Fuga dalla città verso sette località nelle Alpi francesi
Chambéry e la cultura outdoor
Porta d’accesso naturale delle Alpi e città dall’anima profondamente sabauda, Chambéry accoglie il viaggiatore unendo il fascino storico a una vivace cultura outdoor. Raggiungibile in meno di due ore da Torino grazie ai collegamenti ferroviari diretti, la città si svela tra vicoli medievali e facciate colorate che ricordano il lungo passato comune sotto la Casa Savoia, terminato solo nel 1861. Per l’estate 2026, la località si trasforma in un paradiso del ciclismo: sarà infatti la sede di partenza della diciassettesima tappa del Tour de France il 22 luglio prossimo, offrendo una fitta rete di piste ciclabili che collegano il centro urbano ai vigneti e ai laghi circostanti.

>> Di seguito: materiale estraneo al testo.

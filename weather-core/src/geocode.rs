//! Forward geocoding: free-text city name to coordinates.
//! Uses the Open-Meteo geocoding API - free, no API key required.

use reqwest::Client;
use serde::{Deserialize, Serialize};
use tracing::{debug, info, warn};

use crate::{
    error::{WeatherError, truncate_body},
    model::City,
};

pub const DEFAULT_BASE_URL: &str = "https://geocoding-api.open-meteo.com";

#[derive(Debug, Clone, PartialEq, Serialize, Deserialize)]
pub struct GeocodingResult {
    pub name: String,
    pub latitude: f64,
    pub longitude: f64,
    #[serde(default)]
    pub country: String,
    /// State or region, when the API knows it.
    #[serde(default)]
    pub admin1: Option<String>,
}

impl GeocodingResult {
    pub fn city(&self) -> City {
        City::new(self.name.clone(), self.latitude, self.longitude)
    }

    /// "Name, Region, Country", skipping empty parts.
    pub fn display_name(&self) -> String {
        [Some(self.name.as_str()), self.admin1.as_deref(), Some(self.country.as_str())]
            .into_iter()
            .flatten()
            .filter(|s| !s.is_empty())
            .collect::<Vec<_>>()
            .join(", ")
    }
}

#[derive(Debug, Deserialize)]
struct GeocodingResponse {
    results: Option<Vec<GeocodingResult>>,
}

#[derive(Debug, Clone)]
pub struct Geocoder {
    base_url: String,
    http: Client,
}

impl Default for Geocoder {
    fn default() -> Self {
        Self::new(DEFAULT_BASE_URL)
    }
}

impl Geocoder {
    pub fn new(base_url: impl Into<String>) -> Self {
        Self { base_url: base_url.into().trim_end_matches('/').to_string(), http: Client::new() }
    }

    /// Best match for `name`, or `None` when nothing matched or the lookup failed.
    pub async fn geocode(&self, name: &str) -> Option<GeocodingResult> {
        match self.search(name).await {
            Ok(Some(found)) => {
                info!(
                    query = name,
                    "found {}, {} at {}, {}", found.name, found.country, found.latitude, found.longitude
                );
                Some(found)
            }
            Ok(None) => {
                debug!(query = name, "no geocoding results");
                None
            }
            Err(e) => {
                warn!(query = name, error = %e, "geocoding failed");
                None
            }
        }
    }

    async fn search(&self, name: &str) -> Result<Option<GeocodingResult>, WeatherError> {
        let url = format!("{}/v1/search", self.base_url);

        let res = self
            .http
            .get(&url)
            .query(&[("name", name), ("count", "1"), ("language", "en"), ("format", "json")])
            .send()
            .await?;

        let status = res.status();
        let body = res.text().await?;

        if !status.is_success() {
            return Err(WeatherError::Status { status, body: truncate_body(&body) });
        }

        let parsed: GeocodingResponse = serde_json::from_str(&body)?;
        Ok(parsed.results.and_then(|r| r.into_iter().next()))
    }
}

Tra le novità d’accoglienza spiccano l’elegante hotel La Maison des Ducs, situato nel cuore storico, e La Tour de Contrôle, l’ex torre di controllo dell’aeroporto ripensata come spazio di design con ristorante panoramico. Sul fronte culturale, riapre restaurato il Museo del Castello dei Duchi di Savoia, accessibile tutto l’anno con percorsi scenografici interattivi.